Location
- 5603 148 St. NW Edmonton, Alberta, T6H 4T7 53°29′40″N 113°34′27″W﻿ / ﻿53.4943073°N 113.5741804°W

Information
- School type: Private school
- Motto: Tota Edocenda Maxime Parentum Officium (All teaching is pre-eminently the duty of parents)
- Established: 1963
- Faculty: 43 (2024-2025)
- Grades: K-12
- Enrolment: 483 (2025-2026)
- Colour: Forest green

= Tempo School =

Tempo School is a K-12 private school in the Riverbend neighbourhood of Edmonton, Alberta. It was founded upon the idea that the education of children is the responsibility of parents. The name of the school TEMPO is an acronym of its Latin motto: Tota Edocenda Maxime Parentum Officium (“all teaching is pre-eminently the duty of parents”).

It is a small academic school, with around 483 students as of 2026 and 45 faculty members. The school's curriculum focuses on the academic studies and intellectual development of its students through traditional teaching methods.

== History ==
Tempo was founded in 1963 by a local physician Dr. George N. Cormack and was incorporated by the provincial Tempo School Act of 1967. Dr. Cormack oversaw the school's development over the next three decades until his retirement as Director of the school in 1995.

The original Board included Dr. Cormack himself, Dr. Charles Allard, an Edmonton surgeon and entrepreneur, Mr. Sandy MacTaggart, an Edmonton developer and philanthropist, who became the 14th Chancellor of the University of Alberta in 1990, and The Reverend Dr. D. L. Leadbeater, Rector of Holy Trinity Church in Old Strathcona.

It was initially located inside the Holy Trinity Church with 10 first grade students. before moving to its present location in Riverbend in 1972 with 10 grades. The first class of Grade 12 students graduated in 1976, and a kindergarten was added in 2000.

== Admission ==
The school receives more applicants than students who are accepted. An applicant's eligibility is determined by interviews, tests, and past academic scores.

== Academics ==
Tempo School offers a unique program of study focusing on sciences and humanities; athletics and fine arts are considered by the school to be the parents' responsibility. The school also expects its students to maintain a full course load based on a prescribed curriculum.

French is a mandatory course taught from Grades 2 to 11, geography from Grades 3 to 11, English grammar from Grades 4 to 8, and STEM from Grades 7 to 9. The three major scientific fields, chemistry, biology, and physics, are taught as separate courses from Grade 7 on; as the Alberta government offers only a general Science course until Grade 11, the marks of Tempo's science courses are averaged into one Science mark until Grade 11.
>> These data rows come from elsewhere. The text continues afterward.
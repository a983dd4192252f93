//! SharePoint node
//!
//! Declares the SharePoint inputs and dispatches the selected action through
//! the Composio toolset.

use std::collections::{BTreeSet, HashMap};
use std::sync::Arc;

use serde_json::{json, Map, Value};
use tracing::{error, info, instrument};

use super::base::{ComposioComponent, BASE_INPUTS};
use crate::actions::{self, ActionDescriptor};
use crate::build_config::BuildConfig;
use crate::config::{ComposioConfig, DEFAULT_ENTITY_ID};
use crate::error::{Result, SharePointError};
use crate::fields::{FieldSpec, FieldValue};
use crate::result::ExecutionResult;
use crate::selection::ActionSelection;
use crate::toolset::{ComposioToolsetFactory, Params, ToolsetFactory};

pub const DISPLAY_NAME: &str = "SharePoint";
pub const NAME: &str = "SharePointAPI";
pub const ICON: &str = "SharePoint";
pub const DOCUMENTATION: &str = "https://docs.composio.dev/tools/share-point";
pub const APP_NAME: &str = "sharepoint";

/// Action fields, grouped by the action that introduces them
pub const SHAREPOINT_INPUTS: &[FieldSpec] = &[
    // Folder creation
    FieldSpec::text(
        "document_library",
        "Document Library",
        "Name of the document library (default: 'Shared Documents')",
        false,
    ),
    FieldSpec::text("folder_name", "Folder Name", "Name of the folder to create", true),
    FieldSpec::text(
        "relative_path",
        "Relative Path",
        "Relative path where the folder should be created",
        false,
    ),
    // List creation
    FieldSpec::text("description", "Description", "Description for the new list", false),
    FieldSpec::text("name", "List Name", "Name of the list to create", true),
    FieldSpec::text("template", "Template", "Template type for the list", true),
    // List item creation
    FieldSpec::nested_dict(
        "item_properties",
        "Item Properties",
        "Properties for the item to be created",
        true,
    ),
    FieldSpec::text("list_name", "List Name", "Name of the list to add the item to", true),
    // User management
    FieldSpec::text("email", "Email", "Email address of the user", true),
    FieldSpec::text("login_name", "Login Name", "Login name of the user", true),
    FieldSpec::text("title", "Title", "Title of the user", true),
];

type FieldGetter = fn(&SharePointComponent) -> Option<FieldValue>;

fn text(value: &Option<String>) -> Option<FieldValue> {
    value.clone().map(FieldValue::Text)
}

/// Name -> accessor for every action field
fn field_getters() -> HashMap<&'static str, FieldGetter> {
    let mut getters: HashMap<&'static str, FieldGetter> = HashMap::new();
    getters.insert("document_library", |c| text(&c.document_library));
    getters.insert("folder_name", |c| text(&c.folder_name));
    getters.insert("relative_path", |c| text(&c.relative_path));
    getters.insert("description", |c| text(&c.description));
    getters.insert("name", |c| text(&c.name));
    getters.insert("template", |c| text(&c.template));
    getters.insert("item_properties", |c| {
        c.item_properties.clone().map(FieldValue::Dict)
    });
    getters.insert("list_name", |c| text(&c.list_name));
    getters.insert("email", |c| text(&c.email));
    getters.insert("login_name", |c| text(&c.login_name));
    getters.insert("title", |c| text(&c.title));
    getters
}

/// SharePoint node state.
///
/// Public fields are written by the UI layer between executions and only read
/// during [`SharePointComponent::execute_action`].
pub struct SharePointComponent {
    pub api_key: String,
    pub entity_id: String,
    pub action: ActionSelection,

    pub document_library: Option<String>,
    pub folder_name: Option<String>,
    pub relative_path: Option<String>,
    pub description: Option<String>,
    pub name: Option<String>,
    pub template: Option<String>,
    pub item_properties: Option<Map<String, Value>>,
    pub list_name: Option<String>,
    pub email: Option<String>,
    pub login_name: Option<String>,
    pub title: Option<String>,

    toolset_factory: Arc<dyn ToolsetFactory>,
    getters: HashMap<&'static str, FieldGetter>,
    default_tools: BTreeSet<&'static str>,
}

impl SharePointComponent {
    /// Node talking to the Composio API described by `config`
    pub fn new(config: ComposioConfig) -> Self {
        let mut component =
            Self::with_toolset_factory(Arc::new(ComposioToolsetFactory::new(config.clone(), APP_NAME)));
        component.api_key = config.api_key.unwrap_or_default();
        component.entity_id = config.entity_id;
        component
    }

    /// Node using a caller-supplied toolset factory (mocks, proxies)
    pub fn with_toolset_factory(toolset_factory: Arc<dyn ToolsetFactory>) -> Self {
        let mut component = Self {
            api_key: String::new(),
            entity_id: DEFAULT_ENTITY_ID.to_string(),
            action: ActionSelection::Unset,
            document_library: None,
            folder_name: None,
            relative_path: None,
            description: None,
            name: None,
            template: None,
            item_properties: None,
            list_name: None,
            email: None,
            login_name: None,
            title: None,
            toolset_factory,
            getters: field_getters(),
            default_tools: BTreeSet::new(),
        };
        component.set_default_tools();
        component
    }

    /// Base inputs followed by the SharePoint action fields
    pub fn inputs() -> Vec<FieldSpec> {
        BASE_INPUTS
            .iter()
            .chain(SHAREPOINT_INPUTS.iter())
            .cloned()
            .collect()
    }

    /// Read one action field by name
    pub fn field(&self, name: &str) -> Result<Option<FieldValue>> {
        let getter = self
            .getters
            .get(name)
            .ok_or_else(|| SharePointError::UnknownField {
                field: name.to_string(),
            })?;
        Ok(getter(self))
    }

    /// Write one action field by name (UI layer / node files)
    pub fn set_field(&mut self, name: &str, value: FieldValue) -> Result<()> {
        if name == "item_properties" {
            return match value {
                FieldValue::Dict(map) => {
                    self.item_properties = Some(map);
                    Ok(())
                }
                FieldValue::Text(_) => Err(SharePointError::FieldType {
                    field: name.to_string(),
                    expected: "a mapping",
                }),
            };
        }

        let slot = match name {
            "document_library" => &mut self.document_library,
            "folder_name" => &mut self.folder_name,
            "relative_path" => &mut self.relative_path,
            "description" => &mut self.description,
            "name" => &mut self.name,
            "template" => &mut self.template,
            "list_name" => &mut self.list_name,
            "email" => &mut self.email,
            "login_name" => &mut self.login_name,
            "title" => &mut self.title,
            _ => {
                return Err(SharePointError::UnknownField {
                    field: name.to_string(),
                })
            }
        };

        match value {
            FieldValue::Text(text) => {
                *slot = Some(text);
                Ok(())
            }
            FieldValue::Dict(_) => Err(SharePointError::FieldType {
                field: name.to_string(),
                expected: "text",
            }),
        }
    }

    /// Parameters for `action`: every declared field that holds a value
    pub fn build_params(&self, action: &ActionDescriptor) -> Result<Params> {
        let mut params = Params::new();
        for &field in action.required_fields {
            match self.field(field)? {
                Some(value) if !value.is_unset() => {
                    params.insert(field.to_string(), value.into_json());
                }
                _ => {}
            }
        }
        Ok(params)
    }

    /// Run the selected action once.
    ///
    /// Flagged failures come back as [`ExecutionResult::Failure`]; everything
    /// else that goes wrong is raised as [`SharePointError::ActionFailed`].
    #[instrument(skip(self), fields(app = APP_NAME, action = %self.action))]
    pub async fn execute_action(&self) -> Result<ExecutionResult> {
        match self.dispatch().await {
            Ok(result) => Ok(result),
            Err(e) => {
                error!(code = e.code(), "Error executing action: {}", e);
                Err(SharePointError::ActionFailed {
                    display_name: self.action.to_string(),
                    source: Box::new(e),
                })
            }
        }
    }

    async fn dispatch(&self) -> Result<ExecutionResult> {
        let toolset = self.build_wrapper()?;
        let maps = self.build_action_maps();

        let display_name = self.action.to_string();
        let identifier = maps
            .resolve(&self.action)
            .ok_or_else(|| SharePointError::InvalidAction {
                display_name: display_name.clone(),
            })?;

        let handle = toolset.action(identifier)?;

        let descriptor = self
            .actions_data()
            .iter()
            .find(|action| action.identifier == identifier);
        let params = match descriptor {
            Some(descriptor) => self.build_params(descriptor)?,
            None => Params::new(),
        };

        info!(
            identifier,
            param_count = params.len(),
            "Executing SharePoint action"
        );

        let response = toolset.execute(&handle, params).await?;
        let result = ExecutionResult::from_response(response);

        if !result.is_success() {
            tracing::warn!(identifier, "SharePoint action reported failure");
        }

        Ok(result)
    }

    pub fn set_default_tools(&mut self) {
        self.default_tools = actions::DEFAULT_TOOLS.iter().copied().collect();
    }

    /// Identifiers used when the node runs without an explicit action
    pub fn default_tools(&self) -> &BTreeSet<&'static str> {
        &self.default_tools
    }

    /// Node description handed to the hosting platform
    pub fn schema() -> Value {
        json!({
            "display_name": DISPLAY_NAME,
            "name": NAME,
            "icon": ICON,
            "documentation": DOCUMENTATION,
            "app_name": APP_NAME,
            "inputs": Self::inputs(),
            "actions": actions::ACTIONS,
        })
    }

    /// Fresh build config seeded from [`Self::inputs`]
    pub fn initial_build_config() -> BuildConfig {
        BuildConfig::from_fields(&Self::inputs())
    }
}

impl ComposioComponent for SharePointComponent {
    fn app_name(&self) -> &'static str {
        APP_NAME
    }

    fn actions_data(&self) -> &'static [ActionDescriptor] {
        actions::ACTIONS
    }

    fn api_key(&self) -> &str {
        &self.api_key
    }

    fn entity_id(&self) -> &str {
        &self.entity_id
    }

    fn action(&self) -> &ActionSelection {
        &self.action
    }

    fn toolset_factory(&self) -> &dyn ToolsetFactory {
        self.toolset_factory.as_ref()
    }

    fn update_build_config(
        &self,
        build_config: BuildConfig,
        field_value: &Value,
        field_name: Option<&str>,
    ) -> BuildConfig {
        super::base::update_build_config(self, build_config, field_value, field_name)
    }
}

#[cfg(test)]
mod tests {
    use super::*;
    use crate::toolset::MockToolset;
    use pretty_assertions::assert_eq;

    fn component() -> (SharePointComponent, MockToolset) {
        let mock = MockToolset::new();
        let mut component = SharePointComponent::with_toolset_factory(Arc::new(mock.clone()));
        component.api_key = "test_key".to_string();
        (component, mock)
    }

    #[test]
    fn test_every_action_field_has_an_input_and_getter() {
        let (component, _) = component();
        let input_names: Vec<_> = SHAREPOINT_INPUTS.iter().map(|f| f.name).collect();
        for field in actions::all_fields() {
            assert!(input_names.contains(field), "no input declared for {field}");
            assert!(component.field(field).is_ok(), "no getter for {field}");
        }
    }

    #[test]
    fn test_set_field_type_checks() {
        let (mut component, _) = component();
        component.set_field("email", "a@b.c".into()).unwrap();
        assert_eq!(component.email.as_deref(), Some("a@b.c"));

        let err = component.set_field("email", Map::new().into()).unwrap_err();
        assert_eq!(err.code(), "CSP-013");

        let err = component
            .set_field("item_properties", "not a map".into())
            .unwrap_err();
        assert_eq!(err.code(), "CSP-013");

        let err = component.set_field("site_id", "x".into()).unwrap_err();
        assert_eq!(err.code(), "CSP-012");
    }

    #[test]
    fn test_build_params_skips_unset_and_empty() {
        let (mut component, _) = component();
        component.document_library = Some(String::new());
        component.folder_name = Some("TestFolder".to_string());

        let params = component
            .build_params(actions::find(actions::CREATE_FOLDER).unwrap())
            .unwrap();
        assert_eq!(params.len(), 1);
        assert_eq!(params["folder_name"], json!("TestFolder"));
    }

    #[test]
    fn test_build_params_keeps_empty_dict() {
        let (mut component, _) = component();
        component.item_properties = Some(Map::new());

        let params = component
            .build_params(actions::find(actions::CREATE_LIST_ITEM).unwrap())
            .unwrap();
        assert_eq!(params["item_properties"], json!({}));
    }

    #[test]
    fn test_default_tools_set_at_construction() {
        let (component, _) = component();
        let tools: Vec<_> = component.default_tools().iter().copied().collect();
        assert_eq!(tools, vec![actions::CREATE_USER, actions::FIND_USER]);
    }

    #[tokio::test]
    async fn test_unset_selection_is_invalid_action() {
        let (component, mock) = component();
        let err = component.execute_action().await.unwrap_err();
        assert_eq!(
            err.to_string(),
            "Failed to execute None: Invalid action: None"
        );
        assert!(mock.calls().is_empty());
    }

    #[test]
    fn test_schema_metadata() {
        let schema = SharePointComponent::schema();
        assert_eq!(schema["display_name"], "SharePoint");
        assert_eq!(schema["app_name"], "sharepoint");
        assert_eq!(schema["inputs"].as_array().unwrap().len(), 15);
        assert_eq!(schema["actions"].as_array().unwrap().len(), 6);
    }
}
This prescribed curriculum is designed to give students a background in a variety of academic programs and, in high school, ensure that the Alberta diploma requirements are filled or exceeded for all students, as well as prepare them for post-secondary studies. As a result, the school has the fourth-highest diploma exam average in the province as of 2015.

Many high school courses at Tempo are taught at an Advanced Placement (AP) or International Baccalaureate (IB) level, and some prepare students for AP exams. Additionally, the school offers extracurricular AP classes in English, French, Latin, European History, Biology, Physics, Chemistry, Calculus, and Psychology, as well as courses in Computer Science and Linear Algebra. However, because of Tempo's small size and academic focus, limited electives are offered for credit.

Physical Education is mandatory from Grades 5 to 9, and is offered as an elective at the 20 and 30 levels

== Extracurricular activities ==
A number of clubs are available at the school, including Coding, Young Engineers, Middle School Leadership, Math, Quiz Club, Computers, Chess, Student Council, Art, PE for grades 5 to 12 and AP Courses for the upper school student.

From Grade 9 on, students can run for positions in the Student Council, which organizes sports tournaments, dances, hot lunches, volunteering opportunities, fundraisers, and social events for the high school. A Grad Committee organizes the Grade 12 graduation.

The school has a prolific Speech and Debate team whose members have won medals at speech and debate tournaments, in English and French. The school hosts an intramural debate tournament for junior high students before the winter holiday, as well as the George Cormack Invitational Debate Tournament for senior high debaters across Edmonton. Some students also participate in the High School Model United Nations.

In the spring of 2026, an association football team for boys in Grades 10-12 was introduced.